The species name is derived from the Latin words atrotomentosus, meaning "black-haired". It is still commonly seen under its old name Paxillus atrotomentosus in guidebooks. Tapinella atrotomentosa and its relative T. panuoides were placed in a separate genus Tapinella on account of their habit of growing on (and rotting) wood, and microscopic differences including much smaller spore size, lack of cystidia, and differing basidia. Their off-centre stipe also distinguished them from other members of the genus Paxillus, and genetic analysis confirmed them as only distantly related.

==Description==
The fruit body is squat mushroom with a cap up to 20 cm wide, sepia- or walnut brown in colour with a rolled rim and depressed centre. The gills are cream-yellow and forked. The thick stipe juts out sidewards from the mushroom; it is up to 12 cm long and dark brown, covered with dark brown velvety fur.

The flesh is yellowish, and has been described as appetising in appearance, and is little affected by insects; the taste however is acrid. The spore print is yellowish to brownish and the spores are round to oval, measuring 5–6 μm long.

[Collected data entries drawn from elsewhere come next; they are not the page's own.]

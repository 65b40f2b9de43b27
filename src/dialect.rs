//! Tokenizer dialects.

use serde::{Deserialize, Serialize};
use std::fmt;
use std::str::FromStr;
use thiserror::Error;

/// Error returned when a dialect name is not recognized.
#[derive(Debug, Clone, PartialEq, Eq, Error)]
#[error("unknown mode '{0}' (expected 'posix' or 'windows')")]
pub struct ParseDialectError(pub String);

/// The rule set governing which characters quote and escape.
#[derive(Debug, Clone, Copy, PartialEq, Eq, Hash, Serialize, Deserialize)]
#[serde(rename_all = "lowercase")]
pub enum Dialect {
    /// Single and double quotes, backslash escapes.
    Posix,
    /// Double quotes only, backslash is an ordinary character.
    Windows,
}

const POSIX_QUOTES: &[char] = &['\'', '"'];
const WINDOWS_QUOTES: &[char] = &['"'];
const POSIX_ESCAPES: &[char] = &['\\'];

impl Dialect {
    /// The dialect native to the host platform.
    pub fn host() -> Self {
        if cfg!(windows) {
            Dialect::Windows
        } else {
            Dialect::Posix
        }
    }

    /// Characters that open and close a quoted run.
    pub fn quote_chars(self) -> &'static [char] {
        match self {
            Dialect::Posix => POSIX_QUOTES,
            Dialect::Windows => WINDOWS_QUOTES,
        }
    }

    /// Characters that escape the character following them.
    pub fn escape_chars(self) -> &'static [char] {
        match self {
            Dialect::Posix => POSIX_ESCAPES,
            Dialect::Windows => &[],
        }
    }

    /// Whether `c` opens or closes a quote in this dialect.
    pub fn is_quote(self, c: char) -> bool {
        self.quote_chars().contains(&c)
    }

    /// Whether `c` escapes the next character in this dialect.
    pub fn is_escape(self, c: char) -> bool {
        self.escape_chars().contains(&c)
    }

    /// Whether `prev` followed by the quote `c` glues a sub-quote onto the
    /// token in progress. Looks at raw input, not at escape state.
    pub fn opens_subquote(self, prev: Option<char>, c: char) -> bool {
        match (self, prev, c) {
            (Dialect::Posix, Some('\\'), '\'' | '"') => true,
            (Dialect::Windows, Some('\\'), '"') => true,
            _ => false,
        }
    }

    /// Lowercase name, as accepted by `--mode` and config files.
    pub fn as_str(self) -> &'static str {
        match self {
            Dialect::Posix => "posix",
            Dialect::Windows => "windows",
        }
    }
}

impl Default for Dialect {
    fn default() -> Self {
        Self::host()
    }
}

impl fmt::Display for Dialect {
    fn fmt(&self, f: &mut fmt::Formatter<'_>) -> fmt::Result {
        f.write_str(self.as_str())
    }
}

impl FromStr for Dialect {
    type Err = ParseDialectError;

    fn from_str(s: &str) -> Result<Self, Self::Err> {
        match s.to_ascii_lowercase().as_str() {
            "posix" => Ok(Dialect::Posix),
            "windows" => Ok(Dialect::Windows),
            _ => Err(ParseDialectError(s.to_string())),
        }
    }
}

==Distribution and habitat==
It is a saprobic fungus found growing on tree stumps of conifers in North America, Europe, Central America (Costa Rica), east into Asia where it has been recorded from Pakistan and China. The fruit bodies appear in summer and autumn, even in drier spells when other mushrooms are not evident.

==Toxicity==
The mushrooms are not generally considered edible, but have been used as a food source in parts of eastern Europe. The species contains toxins which may cause gastrointestinal upset. There have been cases of poisoning reported in European literature. Linus Zeitlmayr reports that young mushrooms are edible, but warns than older ones have a foul bitter or inky flavour and are possibly poisonous. The bitter flavour is allegedly improved by boiling the mushrooms and discarding the water, but is indigestible to many.

Tests on the chemical composition and free amino acid levels of the mushroom suggest that they are not considerably different from other edible gilled mushrooms such as Armillaria mellea.

==Chemistry==
Tapinella atrotomentosa has a wound-activated defence mechanism whereby injured fruit bodies convert chemicals known as leucomentins into atromentin, butenolide, and the feeding deterrent osmundalactone. Atromentin had previously been identified as the pigment producing the brown colour of the cap, but was not characterized as a chemical defence compound until 1989. Other compounds produced by the fungus include the orange-yellow flavomentins and violet spiromentin pigments. A novel dimeric lactone, bis-osumundalactone, was isolated from the variety bambusinus.

Several phytoecdysteroids (compounds related to the insect moulting hormone ecdysteroid) have been identified from the fungus, including paxillosterone, 20,22-p-hydroxybenzylidene acetal, atrotosterones A, B, and C, and 25-hydroxyatrotosterones A and B.